Aspergillosis - Vejthani Hospital | JCI Accredited International Hospital in Bangkok, Thailand.

Aspergillosis

Diagnosis

Diagnosing aspergilloma or invasive aspergillosis can pose challenges. Your doctor is likely to utilize one or more of the following tests to accurately determine the underlying cause of your symptoms:

  • Allergy tests: Your healthcare provider might request blood tests or skin tests to diagnose allergic or chronic variations of aspergillosis. These tests help determine if your immune system exhibits reactions to aspergillus antigens, aiding in the identification of allergic or prolonged forms of the condition.
  • Imaging test: An imaging test such as a chest X-ray or computerized tomography (CT) scan — which is a form of X-ray producing more detailed images than conventional X-rays — can typically uncover a fungal mass (aspergilloma). It can also reveal characteristic indications of invasive aspergillosis and allergic bronchopulmonary aspergillosis.
  • Respiratory secretion (sputum) test: In this assessment, a sample of your sputum is stained with a dye and examined for the presence of aspergillus filaments. The sample is subsequently placed in a culture that fosters the mold’s growth, aiding in confirming the diagnosis.
  • Tissue and blood tests: Skin testing, in conjunction with sputum and blood tests, can be beneficial in confirming allergic bronchopulmonary aspergillosis. For the skin test, a minor quantity of aspergillus antigen is introduced into the skin of your forearm. If your blood contains antibodies to the mold, you will develop a firm, red bump at the injection site. Blood tests search for elevated levels of specific antibodies, indicative of an allergic response.
  • Biopsy: In some cases, the examination of a tissue sample from your lungs or sinuses under a microscope may be necessary to confirm a diagnosis of invasive aspergillosis.

Treatment

Aspergillosis treatment varies by disease type:

  • Observation: Simple aspergillomas may not need immediate treatment; monitoring with X-rays suffices. Progression may prompt antifungal medication.
  • Oral Corticosteroids: Allergic bronchopulmonary aspergillosis management involves the administration of corticosteroids. Often, a combination with antifungal agents is prescribed to not only mitigate symptoms but also optimize lung function.
  • Antifungal Medications: In cases of invasive pulmonary aspergillosis, antifungal medications are the standard treatment. Voriconazole is often the first-line choice due to its effectiveness against Aspergillus species. Amphotericin B serves as an alternative when Voriconazole isn’t suitable. However, these medications carry the risk of adverse effects, such as liver and kidney damage.
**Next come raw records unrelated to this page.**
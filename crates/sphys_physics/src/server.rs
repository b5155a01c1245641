//! The physics server: registration, area updates, and kinematic stepping
//!
//! One server owns every area, static body, and kinematic body of a scene
//! in slotmap arenas, handing out generational keys. The owning layer calls
//! [`update_areas`](PhysicsServer::update_areas) and then
//! [`step`](PhysicsServer::step) once per tick.

use serde::{Deserialize, Serialize};
use slotmap::SlotMap;
use sphys_math::Vector;

use crate::area::{Area, AreaKey};
use crate::body::{KinematicBody, KinematicBodyKey, StaticBody, StaticBodyKey};
use crate::grid::SpatialHash;
use crate::object::CollisionObject;
use crate::sat::{is_intersecting, separating_axis_test};
use crate::shape::Shape;
use crate::shapes2d::Shape2D;
use crate::shapes3d::Shape3D;

/// Number of integration substeps per `step` call
const SUBSTEPS: u32 = 4;

/// Maximum resolution passes per substep
const RESOLUTION_DEPTH: u32 = 4;

/// A contact counts as ground when `up . normal` exceeds this
const GROUND_DOT_THRESHOLD: f32 = 0.8;

/// Velocities at or below this magnitude are treated as rest
const VELOCITY_EPSILON: f32 = 1e-4;

/// Tunable parameters of a physics server
#[derive(Clone, Copy, Debug, PartialEq, Serialize, Deserialize)]
pub struct Environment {
    /// Edge length of the broad-phase grid cells, in world units
    pub chunk_size: f32,
    /// Downward nudge applied to kinematic bodies each substep, in world
    /// units per second; keeps grounded bodies in contact on slopes
    pub ground_bias: f32,
}

impl Default for Environment {
    fn default() -> Self {
        Self {
            chunk_size: 16.0,
            ground_bias: 2.0,
        }
    }
}

/// Any object a server can register, for kind-agnostic registration
#[derive(Debug)]
pub enum PhysicsObject<S: Shape> {
    Area(Area<S>),
    StaticBody(StaticBody<S>),
    KinematicBody(KinematicBody<S>),
}

/// Key returned by kind-agnostic registration
#[derive(Clone, Copy, Debug, PartialEq, Eq, Hash)]
pub enum ObjectHandle {
    Area(AreaKey),
    StaticBody(StaticBodyKey),
    KinematicBody(KinematicBodyKey),
}

/// Broad-phase identity of an obstacle a kinematic body can hit
#[derive(Clone, Copy, Debug, PartialEq, Eq)]
enum Obstacle {
    Static(StaticBodyKey),
    Kinematic(KinematicBodyKey),
}

/// The dimension-generic physics server
///
/// Use the [`PhysicsServer2D`] and [`PhysicsServer3D`] aliases.
pub struct PhysicsServer<S: Shape> {
    pub environment: Environment,
    areas: SlotMap<AreaKey, Area<S>>,
    static_bodies: SlotMap<StaticBodyKey, StaticBody<S>>,
    kinematic_bodies: SlotMap<KinematicBodyKey, KinematicBody<S>>,
}

/// Physics server over the 2D shape set
pub type PhysicsServer2D = PhysicsServer<Shape2D>;

/// Physics server over the 3D shape set
pub type PhysicsServer3D = PhysicsServer<Shape3D>;

impl<S: Shape> Default for PhysicsServer<S> {
    fn default() -> Self {
        Self::new()
    }
}
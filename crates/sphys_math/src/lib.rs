//! 2D/3D Mathematics for SPhys
//!
//! This crate provides the value types the SPhys collision core is built on.
//!
//! ## Core Types
//!
//! - [`Vec2`] - 2D vector with x, y components
//! - [`Vec3`] - 3D vector with x, y, z components
//! - [`Quat`] - 3D rotation as a unit quaternion
//!
//! ## Traits
//!
//! - [`Vector`] - the shared vector surface that lets the collision core be
//!   written once and instantiated per dimension
//! - [`Rotation`] - rotation applied to a vector; implemented by `f32`
//!   (2D angle, radians) and [`Quat`] (3D)

mod quat;
mod vec2;
mod vec3;
pub mod vector;

pub use quat::Quat;
pub use vec2::Vec2;
pub use vec3::Vec3;
pub use vector::{Rotation, Vector};
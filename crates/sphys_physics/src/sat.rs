//! Narrow-phase intersection via the separating axis theorem
//!
//! Two convex shapes are disjoint iff some axis exists on which their
//! projections don't overlap. [`is_intersecting`] answers the boolean
//! question; [`separating_axis_test`] additionally extracts the minimum
//! translation vector (MTV), the smallest displacement that separates an
//! overlapping pair.
//!
//! Axis enumeration per pair:
//! - ball vs ball: closed-form center-distance test, no axes
//! - ball vs polygon: the single axis from the ball's center to the
//!   polygon's closest point (the polygon's own axes when the center sits
//!   exactly on that point, i.e. inside)
//! - axis-aligned box vs axis-aligned box: the world axes (closed form)
//! - polygon vs polygon: both shapes' face-normal axes, plus (3D only) the
//!   normalized cross products of their edge directions

use sphys_math::Vector;

use crate::aabb::Aabb;
use crate::projection::Projection;
use crate::shape::Shape;

/// Axes shorter than this are considered degenerate and skipped
const DEGENERATE_AXIS_EPSILON: f32 = 1e-6;

/// Minimum translation vector separating an overlapping pair
///
/// The normal points from the second shape toward the first; displacing the
/// first shape by [`Mtv::vector`] separates the pair.
#[derive(Clone, Copy, Debug, PartialEq)]
pub struct Mtv<V: Vector> {
    /// Unit direction of the push, from B toward A
    pub normal: V,
    /// Penetration depth along the normal
    pub depth: f32,
}

impl<V: Vector> Mtv<V> {
    /// The full displacement, `normal * depth`
    pub fn vector(&self) -> V {
        self.normal * self.depth
    }
}

/// Exact overlap test
///
/// Agrees with [`separating_axis_test`] on every pair: this returns `true`
/// iff that returns `Some`.
pub fn is_intersecting<S: Shape>(a: &S, b: &S) -> bool {
    match (a.as_ball(), b.as_ball()) {
        (Some((ca, ra)), Some((cb, rb))) => {
            let min_dist = ra + rb;
            return (ca - cb).length_squared() < min_dist * min_dist;
        }
        (Some((center, _)), None) => {
            let mut axes = Vec::new();
            ball_axis(center, b, &mut axes);
            return projections_overlap(a, b, &axes);
        }
        (None, Some((center, _))) => {
            let mut axes = Vec::new();
            ball_axis(center, a, &mut axes);
            return projections_overlap(a, b, &axes);
        }
        (None, None) => {}
    }
    let mut axes = Vec::new();
    polygon_axes(a, b, &mut axes);
    projections_overlap(a, b, &axes)
}

/// Exact overlap test with minimum translation vector extraction
///
/// Returns `None` when the pair is disjoint (or exactly touching).
pub fn separating_axis_test<S: Shape>(a: &S, b: &S) -> Option<Mtv<S::V>> {
    match (a.as_ball(), b.as_ball()) {
        (Some((ca, ra)), Some((cb, rb))) => return ball_vs_ball(ca, ra, cb, rb),
        (Some((center, _)), None) => {
            let mut axes = Vec::new();
            ball_axis(center, b, &mut axes);
            return minimum_translation(a, b, &axes);
        }
        (None, Some((center, _))) => {
            let mut axes = Vec::new();
            ball_axis(center, a, &mut axes);
            return minimum_translation(a, b, &axes);
        }
        (None, None) => {}
    }
    if let (Some(box_a), Some(box_b)) = (a.as_aabb(), b.as_aabb()) {
        return aabb_vs_aabb(&box_a, &box_b);
    }
    let mut axes = Vec::new();
    polygon_axes(a, b, &mut axes);
    minimum_translation(a, b, &axes)
}

/// Closed-form circle/sphere pair test
///
/// Coincident centers have no meaningful direction; the push falls back to
/// the dimension's up axis so the result stays finite and deterministic.
fn ball_vs_ball<V: Vector>(ca: V, ra: f32, cb: V, rb: f32) -> Option<Mtv<V>> {
    let delta = ca - cb;
    let dist_sq = delta.length_squared();
    let min_dist = ra + rb;
    if dist_sq >= min_dist * min_dist {
        return None;
    }
    if dist_sq > DEGENERATE_AXIS_EPSILON {
        let dist = dist_sq.sqrt();
        Some(Mtv {
            normal: delta * (1.0 / dist),
            depth: min_dist - dist,
        })
    } else {
        Some(Mtv {
            normal: V::up(),
            depth: min_dist,
        })
    }
}

/// Closed-form axis-aligned box pair test over the world axes
fn aabb_vs_aabb<V: Vector>(a: &Aabb<V>, b: &Aabb<V>) -> Option<Mtv<V>> {
    let mut best: Option<Mtv<V>> = None;
    for index in 0..V::DIM {
        let axis = V::axis(index);
        let pa = Projection::new(a.min.dot(axis), a.max.dot(axis));
        let pb = Projection::new(b.min.dot(axis), b.max.dot(axis));
        if !accumulate_axis(&mut best, axis, pa, pb) {
            return None;
        }
    }
    best
}

/// The single candidate axis for a ball against a polygon
///
/// Points from the polygon's closest point toward the ball center. When the
/// center sits inside the polygon the difference degenerates, and the
/// polygon's own axes take over.
fn ball_axis<S: Shape>(ball_center: S::V, polygon: &S, out: &mut Vec<S::V>) {
    let closest = polygon.closest_point(ball_center);
    let axis = ball_center - closest;
    if axis.length_squared() > DEGENERATE_AXIS_EPSILON {
        out.push(axis.normalized());
    } else {
        polygon.separation_axes(out);
    }
}

/// Face-normal axes of both shapes, plus 3D edge-cross axes
fn polygon_axes<S: Shape>(a: &S, b: &S, out: &mut Vec<S::V>) {
    a.separation_axes(out);
    b.separation_axes(out);

    let mut edges_a = Vec::new();
    let mut edges_b = Vec::new();
    a.edge_directions(&mut edges_a);
    b.edge_directions(&mut edges_b);
    for &ea in &edges_a {
        for &eb in &edges_b {
            if let Some(cross) = ea.edge_cross(eb) {
                if cross.length_squared() > DEGENERATE_AXIS_EPSILON {
                    out.push(cross.normalized());
                }
            }
        }
    }
}

/// True when no candidate axis separates the pair
fn projections_overlap<S: Shape>(a: &S, b: &S, axes: &[S::V]) -> bool {
    axes.iter()
        .all(|&axis| a.project(axis).overlap(b.project(axis)) > 0.0)
}

/// Run the full test over `axes`, tracking the minimum-overlap axis
fn minimum_translation<S: Shape>(a: &S, b: &S, axes: &[S::V]) -> Option<Mtv<S::V>> {
    let mut best: Option<Mtv<S::V>> = None;
    for &axis in axes {
        let pa = a.project(axis);
        let pb = b.project(axis);
        if !accumulate_axis(&mut best, axis, pa, pb) {
            return None;
        }
    }
    best
}

/// Fold one axis into the running minimum; false means the pair is disjoint
fn accumulate_axis<V: Vector>(
    best: &mut Option<Mtv<V>>,
    axis: V,
    pa: Projection,
    pb: Projection,
) -> bool {
    let mut overlap = pa.overlap(pb);
    if overlap <= 0.0 {
        return false;
    }
    // Containment correction: when one interval is nested inside the other,
    // the raw overlap understates the push needed to actually separate on
    // this axis, which would otherwise win as a spurious "thin" axis.
    if pa.contains(pb) || pb.contains(pa) {
        overlap += (pa.min - pb.min).abs().min((pa.max - pb.max).abs());
    }
    if best.as_ref().map_or(true, |mtv| overlap < mtv.depth) {
        // Normal points from B toward A on the winning axis
        let normal = if pb.mid() > pa.mid() { -axis } else { axis };
        *best = Some(Mtv {
            normal,
            depth: overlap,
        });
    }
    true
}
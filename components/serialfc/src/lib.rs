//! SerialFC - multi-port PCI/PCIe serial adapter card lifecycle
//!
//! # Purpose
//! Manages the lifecycle of Fastcom serial expansion adapters: resolving
//! which hardware variant is attached, bringing up the multi-UART engine,
//! mapping the register window, and building one [`Port`] per UART
//! channel — then tearing all of it down symmetrically on detach.
//!
//! # Integration Points
//! - Depends on: pci-bus (device handles, driver data, BAR mapping)
//! - Provides to: the bus framework's attach/detach event handlers via
//!   [`SerialFcDriver`]
//!
//! # Architecture
//! Variant dispatch is an exact lookup in a compiled-in descriptor table
//! ([`board`]). [`Card::create`] acquires resources in a fixed order and
//! unwinds in reverse on any fatal failure; only the port-construction
//! loop is best effort. [`Card::delete`] is total and consumes the card,
//! so a double delete cannot compile.
//!
//! # Testing Strategy
//! - Unit tests: descriptor table, port containment, create failure paths
//! - Integration tests: lifecycle balance, fault injection, multi-device
//!   isolation

#![no_std]

#[cfg(test)]
#[macro_use]
extern crate std;

extern crate alloc;

pub mod board;
pub mod card;
pub mod driver;
pub mod pciserial;
pub mod port;

pub use board::{BoardDescriptor, BoardFlags};
pub use card::Card;
pub use driver::SerialFcDriver;
pub use pciserial::{SerialPriv, SubsysError};
pub use port::{Port, PortError};

use thiserror::Error;

/// Fatal failures of the card create path.
///
/// Every variant guarantees that nothing acquired during the failed call
/// is still reachable or allocated when it propagates. The
/// degraded-port-count condition is deliberately not here: it is surfaced
/// through [`Card::skipped_ports`] instead of failing the create.
#[derive(Debug, Error)]
pub enum CardError {
    #[error("card allocation failed")]
    Allocation,

    #[error("unrecognized device variant {vendor:#06x}:{device:#06x}")]
    UnrecognizedVariant { vendor: u16, device: u16 },

    #[error("multi-UART engine init failed: {0}")]
    SubsystemInit(#[source] SubsysError),

    #[error("BAR {bar} mapping failed: {source}")]
    MmioMap {
        bar: usize,
        #[source]
        source: pci_bus::BusError,
    },

    #[error("bus framework error: {0}")]
    Bus(#[from] pci_bus::BusError),
}

pub type Result<T> = core::result::Result<T, CardError>;
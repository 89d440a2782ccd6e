//! Integration tests for the card lifecycle core
//!
//! These tests exercise the end-to-end attach/detach workflows:
//! - Variant dispatch against the descriptor table
//! - Resource acquisition order and reverse-order unwinding
//! - Best-effort port construction and the degraded-port condition
//! - Allocate/release balance across full lifecycles
//! - Isolation between independently managed devices

use pci_bus::{DeviceHandle, FaultInjection, PciBus, PciDevice};
use serialfc::board::{
    COMMTECH_VENDOR_ID, FC_232_8_PCI_335_ID, FC_422_2_PCI_335_ID, FC_422_4_PCIE_ID,
    FC_422_4_PCI_335_ID,
};
use serialfc::{Card, CardError, SerialFcDriver, SubsysError};

fn attach_device(bus: &mut PciBus, device_id: u16, bar0_size: usize) -> DeviceHandle {
    bus.attach(PciDevice::new(COMMTECH_VENDOR_ID, device_id).with_bar(0, 0xFEBC_0000, bar0_size))
}

/// A recognized identifier selects the documented geometry and lays the
/// ports out at `base + uart_offset * i`.
#[test]
fn test_create_selects_documented_geometry() {
    let mut bus = PciBus::new();
    let h = attach_device(&mut bus, FC_422_4_PCIE_ID, 0x1000);

    let card = Card::create(&mut bus, h).expect("create failed");

    assert_eq!(card.board().num_ports, 4);
    assert_eq!(card.board().base_baud, 7_812_500);
    assert_eq!(card.board().uart_offset, 0x400);

    assert_eq!(card.ports().len(), 4);
    for (i, port) in card.ports().iter().enumerate() {
        assert_eq!(port.index(), i);
        assert_eq!(port.register_base(), card.bar().vaddr + 0x400 * i);
    }

    Card::delete(&mut bus, Some(card));
}

/// create followed by delete leaves zero live mappings, zero live engine
/// handles, and a cleared back-reference.
#[test]
fn test_full_lifecycle_releases_everything() {
    let mut bus = PciBus::new();
    let h = attach_device(&mut bus, FC_422_2_PCI_335_ID, 0x1000);

    let card = Card::create(&mut bus, h).expect("create failed");
    assert_eq!(bus.stats().subsys_live, 1);
    assert_eq!(bus.stats().mapped_live, 1);
    assert!(bus.drvdata(h).is_some());

    Card::delete(&mut bus, Some(card));

    let stats = bus.stats();
    assert_eq!(stats.subsys_live, 0);
    assert_eq!(stats.mapped_live, 0);
    assert_eq!(stats.iomap_calls, stats.iounmap_calls);
    assert!(bus.drvdata(h).is_none());
}

#[test]
fn test_unrecognized_variant_is_rejected() {
    let mut bus = PciBus::new();
    let h = attach_device(&mut bus, 0x9999, 0x1000);

    let err = Card::create(&mut bus, h).unwrap_err();

    assert!(matches!(
        err,
        CardError::UnrecognizedVariant {
            vendor: COMMTECH_VENDOR_ID,
            device: 0x9999
        }
    ));
    assert_eq!(bus.stats().subsys_live, 0);
    assert_eq!(bus.stats().mapped_live, 0);
    assert!(bus.drvdata(h).is_none());
}

/// Injected engine-init failure propagates with zero net resource change.
#[test]
fn test_subsystem_init_failure_unwinds() {
    let mut bus = PciBus::new();
    let h = bus.attach(
        PciDevice::new(COMMTECH_VENDOR_ID, FC_422_2_PCI_335_ID)
            .with_bar(0, 0xFEBC_0000, 0x1000)
            .with_faults(FaultInjection::SUBSYS_INIT),
    );

    let err = Card::create(&mut bus, h).unwrap_err();

    assert!(matches!(
        err,
        CardError::SubsystemInit(SubsysError::Faulted)
    ));
    assert_eq!(bus.stats().subsys_live, 0);
    assert_eq!(bus.stats().mapped_live, 0);
    assert!(bus.drvdata(h).is_none());
}

/// Injected BAR-map failure releases the already-initialized engine and
/// the published back-reference before propagating.
#[test]
fn test_mmio_map_failure_unwinds() {
    let mut bus = PciBus::new();
    let h = bus.attach(
        PciDevice::new(COMMTECH_VENDOR_ID, FC_422_2_PCI_335_ID)
            .with_bar(0, 0xFEBC_0000, 0x1000)
            .with_faults(FaultInjection::BAR_MAP),
    );

    let err = Card::create(&mut bus, h).unwrap_err();

    assert!(matches!(err, CardError::MmioMap { bar: 0, .. }));
    assert_eq!(bus.stats().subsys_live, 0);
    assert_eq!(bus.stats().mapped_live, 0);
    assert!(bus.drvdata(h).is_none());
}

#[test]
fn test_delete_absent_card_is_noop() {
    let mut bus = PciBus::new();
    Card::delete(&mut bus, None);

    let mut driver = SerialFcDriver::new();
    let h = attach_device(&mut bus, FC_422_2_PCI_335_ID, 0x1000);
    driver.detach(&mut bus, h); // never attached
    assert!(driver.is_empty());
}

/// An undersized BAR window degrades the card instead of failing it: the
/// channels that fit come up, the rest are counted as skipped.
#[test]
fn test_degraded_port_count_small_bar() {
    let mut bus = PciBus::new();
    // 8-port board, but the window only holds 4 banks of 0x200 bytes.
    let h = attach_device(&mut bus, FC_232_8_PCI_335_ID, 0x800);

    let card = Card::create(&mut bus, h).expect("degraded create must succeed");

    assert_eq!(card.ports().len(), 4);
    assert_eq!(card.skipped_ports(), 4);
    for (i, port) in card.ports().iter().enumerate() {
        assert_eq!(port.index(), i);
    }

    // delete is total over degraded cards too.
    Card::delete(&mut bus, Some(card));
    assert_eq!(bus.stats().subsys_live, 0);
    assert_eq!(bus.stats().mapped_live, 0);
}

/// A single dead channel is skipped and the loop continues: indices stay
/// strictly ascending around the hole.
#[test]
fn test_failed_port_is_skipped() {
    let mut bus = PciBus::new();
    let h = bus.attach(
        PciDevice::new(COMMTECH_VENDOR_ID, FC_422_4_PCI_335_ID)
            .with_bar(0, 0xFEBC_0000, 0x1000)
            .with_failed_ports(0b0010),
    );

    let card = Card::create(&mut bus, h).expect("create failed");

    assert_eq!(card.skipped_ports(), 1);
    let indices: Vec<usize> = card.ports().iter().map(|p| p.index()).collect();
    assert_eq!(indices, vec![0, 2, 3]);

    Card::delete(&mut bus, Some(card));
}

/// Two devices through independent cycles never share or corrupt each
/// other's ports or mappings.
#[test]
fn test_two_devices_are_independent() {
    let mut bus = PciBus::new();
    let mut driver = SerialFcDriver::new();

    let a = bus.attach(
        PciDevice::new(COMMTECH_VENDOR_ID, FC_422_2_PCI_335_ID).with_bar(0, 0xFEBC_0000, 0x1000),
    );
    let b = bus.attach(
        PciDevice::new(COMMTECH_VENDOR_ID, FC_232_8_PCI_335_ID).with_bar(0, 0xFEBD_0000, 0x1000),
    );

    assert_eq!(driver.attach(&mut bus, a).unwrap(), 2);
    assert_eq!(driver.attach(&mut bus, b).unwrap(), 8);
    assert_eq!(driver.len(), 2);
    assert_ne!(bus.drvdata(a), bus.drvdata(b));

    // The two cards' windows must not overlap.
    let (card_a, card_b) = (driver.card(a).unwrap(), driver.card(b).unwrap());
    let a_end = card_a.bar().vaddr + card_a.bar().size;
    assert!(a_end <= card_b.bar().vaddr);

    driver.detach(&mut bus, a);
    assert_eq!(driver.len(), 1);
    assert!(bus.drvdata(a).is_none());

    // Card B is untouched by A's teardown.
    let card_b = driver.card(b).unwrap();
    assert_eq!(card_b.ports().len(), 8);
    assert!(bus.drvdata(b).is_some());

    driver.detach(&mut bus, b);
    assert!(driver.is_empty());
    assert_eq!(bus.stats().subsys_live, 0);
    assert_eq!(bus.stats().mapped_live, 0);
}

/// The driver registry reports usable port counts from attach and serves
/// card lookups by device.
#[test]
fn test_driver_registry_roundtrip() {
    let mut bus = PciBus::new();
    let mut driver = SerialFcDriver::new();
    let h = attach_device(&mut bus, FC_422_4_PCI_335_ID, 0x1000);

    let usable = driver.attach(&mut bus, h).unwrap();
    assert_eq!(usable, 4);
    assert_eq!(driver.card(h).unwrap().device(), h);

    driver.detach(&mut bus, h);
    assert!(driver.card(h).is_none());
}
//! Serial Subsystem Collaborator - the multi-UART engine behind a card
//!
//! The engine that actually programs baud-rate and FIFO hardware is
//! external to this core; it is consumed as an opaque handle produced by
//! [`init_ports`] and released by the matching [`remove_ports`]. The
//! handle's id doubles as the driver-private token published on the
//! device, so later lookups by device can recover the engine instance.

use core::sync::atomic::{AtomicU64, Ordering};

use log::{debug, trace};
use pci_bus::{DeviceHandle, DrvData, FaultInjection, PciBus};
use thiserror::Error;

use crate::board::BoardDescriptor;

/// Errors from engine init.
#[derive(Debug, Error, Clone, Copy, PartialEq, Eq)]
pub enum SubsysError {
    #[error("no such device on the bus")]
    UnknownDevice,

    #[error("device does not implement BAR {bar}")]
    MissingBar { bar: usize },

    #[error("multi-UART engine rejected the configuration")]
    Faulted,
}

/// Monotonic engine handle ids; also the drvdata token value.
static NEXT_PRIV_ID: AtomicU64 = AtomicU64::new(1);

/// Opaque handle to one device's multi-UART engine instance.
///
/// Owned exclusively by the card that created it; released by passing it
/// back to [`remove_ports`].
#[derive(Debug)]
pub struct SerialPriv {
    id: u64,
    num_ports: usize,
    base_baud: u32,
}

impl SerialPriv {
    /// The opaque token published as the device's driver-private data.
    pub fn token(&self) -> DrvData {
        DrvData(self.id)
    }

    /// Number of channels the engine was configured for.
    pub fn num_ports(&self) -> usize {
        self.num_ports
    }

    /// Base clock the engine was configured for, in Hz.
    pub fn base_baud(&self) -> u32 {
        self.base_baud
    }
}

/// Bring up the multi-UART engine for `device` per `board`.
///
/// # Errors
/// [`SubsysError::MissingBar`] when the descriptor's base BAR is absent
/// on the device, [`SubsysError::Faulted`] when fault injection arms
/// [`FaultInjection::SUBSYS_INIT`].
pub fn init_ports(
    bus: &mut PciBus,
    device: DeviceHandle,
    board: &BoardDescriptor,
) -> Result<SerialPriv, SubsysError> {
    let bar = board.flags.base_bar();
    let dev = bus.device(device).map_err(|_| SubsysError::UnknownDevice)?;

    if dev.faults().contains(FaultInjection::SUBSYS_INIT) {
        return Err(SubsysError::Faulted);
    }
    if dev.bar(bar).is_none() {
        return Err(SubsysError::MissingBar { bar });
    }

    let id = NEXT_PRIV_ID.fetch_add(1, Ordering::Relaxed);
    bus.subsys_created();
    debug!(
        "pciserial: engine {} up for {:?} ({} ports @ {} Hz)",
        id, device, board.num_ports, board.base_baud
    );
    Ok(SerialPriv {
        id,
        num_ports: board.num_ports,
        base_baud: board.base_baud,
    })
}

/// Release an engine handle. Total; every successful [`init_ports`] has
/// exactly one matching call.
pub fn remove_ports(bus: &mut PciBus, handle: SerialPriv) {
    bus.subsys_released();
    trace!("pciserial: engine {} down", handle.id);
}
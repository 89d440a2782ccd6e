//! PCI Bus Collaborator - device handles, driver data, and BAR mapping
//!
//! # Purpose
//! Models the host bus framework side of a PCI driver: it owns the
//! enumerated device records, hands out stable handles, keeps the
//! per-device driver-private pointer (`pci_set_drvdata` equivalent) with
//! a defined set/clear lifecycle, and maps BAR windows into a virtual
//! MMIO window.
//!
//! # Integration Points
//! - Depends on: nothing outside core/alloc
//! - Provides to: driver cores (card lifecycle, subsystem collaborators)
//!
//! # Mock Mode
//! The hardware-touching edges are mock-mode stubs: mapping bumps a
//! virtual window instead of programming page tables, and every device
//! record carries a [`FaultInjection`] descriptor so tests can fail the
//! map or engine-init steps on demand. Live-resource counters on the bus
//! make allocate/release balance observable.
//!
//! # Testing Strategy
//! - Unit tests: window allocation, drvdata lifecycle, iomap accounting
//! - Integration tests: driven from the driver crates that consume this one

#![no_std]

#[cfg(test)]
#[macro_use]
extern crate std;

extern crate alloc;

mod device;
mod mmio;

pub use device::{
    BarRegion, BusStats, DeviceHandle, DrvData, FaultInjection, PciBus, PciDevice, MAX_BARS,
};
pub use mmio::{align_down, align_up, is_aligned, pages_needed, MappedRegion, MmioMapper, PAGE_SIZE};

use thiserror::Error;

/// Error types for bus operations
#[derive(Debug, Error, Clone, Copy, PartialEq, Eq)]
pub enum BusError {
    #[error("unknown device handle")]
    UnknownDevice,

    #[error("BAR {bar} is not implemented on this device")]
    MissingBar { bar: usize },

    #[error("out of MMIO window space (requested: {requested} bytes)")]
    OutOfWindow { requested: usize },

    #[error("injected fault")]
    Faulted,
}

pub type Result<T> = core::result::Result<T, BusError>;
Furthermore, potential interactions with other medications need to be taken into consideration.
  • Surgery: Due to limited penetration of antifungal medications into aspergillomas, surgical removal of the fungal mass becomes the primary treatment option when such growths result in lung bleeding.
  • Embolization: To stop lung bleeding from aspergillomas, embolization temporarily blocks arterial blood supply via catheter injection.